As an administrator, I found myself in the intolerable position of determining who would flourish and who would flounder based entirely on the date on which that student sought services. If a student arrived in late August, we rolled out the smorgasbord; group therapy, individual therapy, biofeedback, psychiatric consultation. Whatever they wanted we could provide. In contrast, if a student arrived in early October, they would get a quick triage and then be placed on a waitlist, sometimes for a month to 6 weeks.
Compounding the problem were the obvious differences between the people who came in August and those who waited a few weeks. Students who sought services in August were more likely to have been in therapy before. They were also more likely to come from higher socioeconomic groups-they were more often white.

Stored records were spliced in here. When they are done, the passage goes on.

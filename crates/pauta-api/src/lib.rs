//! JSON REST API for the Pauta dashboard.
//!
//! Exposes an axum [`Router`] backed by any
//! [`pauta_core::store::DashboardStore`]. Auth, TLS, and transport concerns
//! are the caller's responsibility.
//!
//! # Mounting
//!
//! ```rust,ignore
//! .nest("/api", pauta_api::api_router(store.clone()))
//! ```

pub mod calendar;
pub mod clients;
pub mod deals;
pub mod error;
pub mod outreach;
pub mod planner;
pub mod projects;
pub mod tasks;
pub mod users;

use std::sync::Arc;

use axum::{
  Router,
  routing::{delete, get, patch, post},
};
use pauta_core::store::DashboardStore;

pub use error::ApiError;

/// Build a fully-materialised API router for `store`.
///
/// The returned `Router<()>` can be nested into any parent router regardless
/// of its own state type.
pub fn api_router<S>(store: Arc<S>) -> Router<()>
where
  S: DashboardStore + Clone + Send + Sync + 'static,
  S::Error: std::error::Error + Send + Sync + 'static,
{
  Router::new()
    // Users
    .route("/users", get(users::list::<S>).post(users::create::<S>))
    // Projects
    .route("/projects", get(projects::list::<S>).post(projects::create::<S>))
    .route(
      "/projects/{id}",
      get(projects::get_one::<S>)
        .patch(projects::update::<S>)
        .delete(projects::delete_one::<S>),
    )
    .route(
      "/projects/{id}/members",
      get(projects::members::<S>).post(projects::add_member::<S>),
    )
    .route(
      "/projects/{id}/members/{user_id}",
      delete(projects::remove_member::<S>),
    )
    // Tasks
    .route("/tasks", get(tasks::list::<S>).post(tasks::create::<S>))
    .route("/tasks/move", post(tasks::move_one::<S>))
    .route(
      "/tasks/{id}",
      get(tasks::get_one::<S>)
        .patch(tasks::update::<S>)
        .delete(tasks::delete_one::<S>),
    )
    .route(
      "/tasks/{id}/comments",
      get(tasks::comments::<S>).post(tasks::add_comment::<S>),
    )
    // Clients
    .route("/clients", get(clients::list::<S>).post(clients::create::<S>))
    .route(
      "/clients/{id}",
      get(clients::get_one::<S>)
        .patch(clients::update::<S>)
        .delete(clients::delete_one::<S>),
    )
    .route(
      "/clients/{id}/interactions",
      get(clients::interactions::<S>).post(clients::add_interaction::<S>),
    )
    // Deals
    .route("/deals", get(deals::list::<S>).post(deals::create::<S>))
    .route("/deals/move", post(deals::move_one::<S>))
    .route(
      "/deals/{id}",
      get(deals::get_one::<S>)
        .patch(deals::update::<S>)
        .delete(deals::delete_one::<S>),
    )
    // Calendar
    .route(
      "/calendar/events",
      get(calendar::list::<S>).post(calendar::create::<S>),
    )
    .route(
      "/calendar/events/{id}",
      get(calendar::get_one::<S>)
        .patch(calendar::update::<S>)
        .delete(calendar::delete_one::<S>),
    )
    // Outreach
    .route("/outreach", get(outreach::list::<S>).post(outreach::create::<S>))
    .route("/outreach/stats", get(outreach::stats::<S>))
    .route(
      "/outreach/{id}",
      get(outreach::get_one::<S>)
        .patch(outreach::update::<S>)
        .delete(outreach::delete_one::<S>),
    )
    // Planner
    .route(
      "/planner/notes",
      get(planner::list::<S>).post(planner::upsert::<S>),
    )
    .route(
      "/planner/notes/{id}",
      patch(planner::update_content::<S>).delete(planner::delete_one::<S>),
    )
    .route("/planner/grid", get(planner::grid::<S>))
    .with_state(store)
}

On the other hand, students who waited tended to be from lower SES families, first generation college students and “of color.” We were operating a system that provided advantages to the already privileged, and disadvantages to the already oppressed.
I could not continue to have our agency work this way. I had to find new ways to provide effective help to these young people on their way to adulthood. We needed to increase our capacity without sacrificing effectiveness, knowing we would never be able to hire our way out of our supply and demand problem. Our efforts to solve this problem lead to the creation of my company, Therapy Assistance Online (TAO). Problems of supply and demand are not unique to college counseling centers. Over 106 million people in the US live in federally designated underserved areas for mental health. About 56% of US counties have no licensed psychologists or licensed clinical social workers. We are unlikely to ever meet the mental health needs of the population through face-to-face individual psychotherapy. In digital and online tools and services we have the best hope for putting a dent in the problem.

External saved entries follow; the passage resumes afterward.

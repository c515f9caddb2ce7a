//! [`SqliteStore`] — the SQLite implementation of [`DashboardStore`].

use std::path::Path;

use chrono::{DateTime, NaiveDate, Utc};
use rusqlite::OptionalExtension as _;
use uuid::Uuid;

use pauta_core::{
  board::PositionDelta,
  calendar::{
    CalendarEvent, EventAttendee, EventUpdate, EventWithAttendees, NewEvent,
  },
  client::{Client, ClientInteraction, ClientUpdate, NewClient, NewInteraction},
  deal::{Deal, DealStage, DealUpdate, NewDeal},
  outreach::{NewOutreach, Outreach, OutreachStats, OutreachUpdate},
  planner::{NewPlannerNote, PlannerNote},
  project::{
    NewProject, Project, ProjectMember, ProjectMemberRole, ProjectUpdate,
  },
  store::DashboardStore,
  task::{NewTask, NewTaskComment, Task, TaskComment, TaskStatus, TaskUpdate},
  user::{NewUser, User},
};

use crate::{
  Error, Result,
  encode::{
    ATTENDEE_COLUMNS, CLIENT_COLUMNS, COMMENT_COLUMNS, DEAL_COLUMNS,
    EVENT_COLUMNS, INTERACTION_COLUMNS, MEMBER_COLUMNS, NOTE_COLUMNS,
    OUTREACH_COLUMNS, PROJECT_COLUMNS, RawAttendee, RawClient, RawDeal,
    RawEvent, RawInteraction, RawNote, RawOutreach, RawProject,
    RawProjectMember, RawTask, RawTaskComment, RawUser, TASK_COLUMNS,
    USER_COLUMNS, encode_date, encode_dt, encode_enum, encode_uuid,
  },
  schema::SCHEMA,
};

// ─── Store ───────────────────────────────────────────────────────────────────

/// A Pauta dashboard store backed by a single SQLite file.
///
/// Cloning is cheap — the inner connection is reference-counted. The single
/// connection serializes statements; cross-session write races resolve as
/// last-write-wins, which is the accepted policy for board moves.
#[derive(Clone)]
pub struct SqliteStore {
  conn: tokio_rusqlite::Connection,
}

impl SqliteStore {
  /// Open (or create) a store at `path` and run schema initialisation.
  pub async fn open(path: impl AsRef<Path>) -> Result<Self> {
    let conn = tokio_rusqlite::Connection::open(path).await?;
    let store = Self { conn };
    store.init_schema().await?;
    Ok(store)
  }

  /// Open an in-memory store — useful for testing.
  pub async fn open_in_memory() -> Result<Self> {
    let conn = tokio_rusqlite::Connection::open_in_memory().await?;
    let store = Self { conn };
    store.init_schema().await?;
    Ok(store)
  }

  async fn init_schema(&self) -> Result<()> {
    self
      .conn
      .call(|conn| {
        conn.execute_batch(SCHEMA)?;
        Ok(())
      })
      .await?;
    Ok(())
  }
}

/// Rewrite `position` to 0..n-1 in (position, created_at) order for one
/// bucket of `tasks` or `deals`. Run after a row leaves the bucket.
fn renumber_bucket(
  conn: &rusqlite::Connection,
  table: &str,
  id_column: &str,
  bucket_column: &str,
  bucket: &str,
) -> rusqlite::Result<()> {
  let mut stmt = conn.prepare(&format!(
    "SELECT {id_column} FROM {table} WHERE {bucket_column} = ?1
     ORDER BY position, created_at"
  ))?;
  let ids = stmt
    .query_map(rusqlite::params![bucket], |row| row.get::<_, String>(0))?
    .collect::<rusqlite::Result<Vec<_>>>()?;

  for (position, row_id) in ids.iter().enumerate() {
    conn.execute(
      &format!("UPDATE {table} SET position = ?1 WHERE {id_column} = ?2"),
      rusqlite::params![position as i64, row_id],
    )?;
  }
  Ok(())
}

Our software (TAO Connect, Inc.) is used in 120 college and university counseling centers and we’ve expanded into community mental health centers, employee assistance programs in the US and Australia, a Canadian Province, and two large provider groups. I am very proud to know that our software is helpful to ten times more people than I was able to treat with individual therapy. Recently, one of our university clinicians told me the story of a student whose anxiety disorder was so overwhelming that she had to leave school. She did not have insurance to cover any private therapist, so she worked with TAO’s online CBT for anxiety course. She was able to recover fully and returned to school, and had a great semester. She credited the TAO course with teaching mindfulness skills and learning to challenge her unhelpful thoughts.

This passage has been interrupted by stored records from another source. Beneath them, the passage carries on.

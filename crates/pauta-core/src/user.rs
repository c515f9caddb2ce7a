//! Users — team members referenced by tasks, projects, events and notes.
//!
//! Authentication does not live here: access is granted by the shared
//! dashboard password at the server layer. Users exist for attribution.

use chrono::{DateTime, Utc};
use serde::{Deserialize, Serialize};
use uuid::Uuid;

#[derive(Debug, Clone, Copy, PartialEq, Eq, Default, Serialize, Deserialize)]
#[serde(rename_all = "lowercase")]
pub enum UserRole {
  Admin,
  #[default]
  Member,
}

#[derive(Debug, Clone, Serialize, Deserialize)]
pub struct User {
  pub user_id:    Uuid,
  pub name:       String,
  pub email:      String,
  pub role:       UserRole,
  pub created_at: DateTime<Utc>,
  pub updated_at: DateTime<Utc>,
}

/// Input to [`crate::store::DashboardStore::add_user`].
#[derive(Debug, Clone, Serialize, Deserialize)]
pub struct NewUser {
  pub name:  String,
  pub email: String,
  #[serde(default)]
  pub role:  UserRole,
}
impl RawOutreach {
  pub fn from_row(row: &rusqlite::Row<'_>) -> rusqlite::Result<Self> {
    Ok(Self {
      outreach_id:     row.get(0)?,
      influencer_name: row.get(1)?,
      platform:        row.get(2)?,
      handle:          row.get(3)?,
      followers_count: row.get(4)?,
      contacted_by:    row.get(5)?,
      status:          row.get(6)?,
      notes:           row.get(7)?,
      contact_date:    row.get(8)?,
      created_at:      row.get(9)?,
      updated_at:      row.get(10)?,
    })
  }

  pub fn into_outreach(self) -> Result<Outreach> {
    Ok(Outreach {
      outreach_id:     decode_uuid(&self.outreach_id)?,
      influencer_name: self.influencer_name,
      platform:        decode_enum("platform", &self.platform)?,
      handle:          self.handle,
      followers_count: self.followers_count.map(|c| c as u32),
      contacted_by:    self.contacted_by,
      status:          decode_enum("status", &self.status)?,
      notes:           self.notes,
      contact_date:    decode_dt(&self.contact_date)?,
      created_at:      decode_dt(&self.created_at)?,
      updated_at:      decode_dt(&self.updated_at)?,
    })
  }
}

// ─── Planner notes ───────────────────────────────────────────────────────────

pub const NOTE_COLUMNS: &str = "note_id, member, granularity, target_date, \
   start_hour, end_hour, content, created_by, created_at, updated_at";

pub struct RawNote {
  pub note_id:     String,
  pub member:      String,
  pub granularity: String,
  pub target_date: String,
  pub start_hour:  Option<i64>,
  pub end_hour:    Option<i64>,
  pub content:     String,
  pub created_by:  String,
  pub created_at:  String,
  pub updated_at:  String,
}

impl RawNote {
  pub fn from_row(row: &rusqlite::Row<'_>) -> rusqlite::Result<Self> {
    Ok(Self {
      note_id:     row.get(0)?,
      member:      row.get(1)?,
      granularity: row.get(2)?,
      target_date: row.get(3)?,
      start_hour:  row.get(4)?,
      end_hour:    row.get(5)?,
      content:     row.get(6)?,
      created_by:  row.get(7)?,
      created_at:  row.get(8)?,
      updated_at:  row.get(9)?,
    })
  }

  pub fn into_note(self) -> Result<PlannerNote> {
    Ok(PlannerNote {
      note_id:     decode_uuid(&self.note_id)?,
      member:      self.member,
      granularity: decode_enum("granularity", &self.granularity)?,
      target_date: decode_date(&self.target_date)?,
      start_hour:  hour_from_i64("start_hour", self.start_hour)?,
      end_hour:    hour_from_i64("end_hour", self.end_hour)?,
      content:     self.content,
      created_by:  decode_uuid(&self.created_by)?,
      created_at:  decode_dt(&self.created_at)?,
      updated_at:  decode_dt(&self.updated_at)?,
    })
  }
}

As a field we need to explore, develop, research, and test digital and online tools, especially to populations at great risk. Too often mental health apps are developed by software engineers with little or no input from mental health practitioners. Our input is vital if effective tools are going to be developed consistent with what we know works. Practitioners in mental health need to be at the forefront of addressing these dire supply and demand problems and we need to lead in the development of effective tools. We can’t afford to concede our field to software engineers.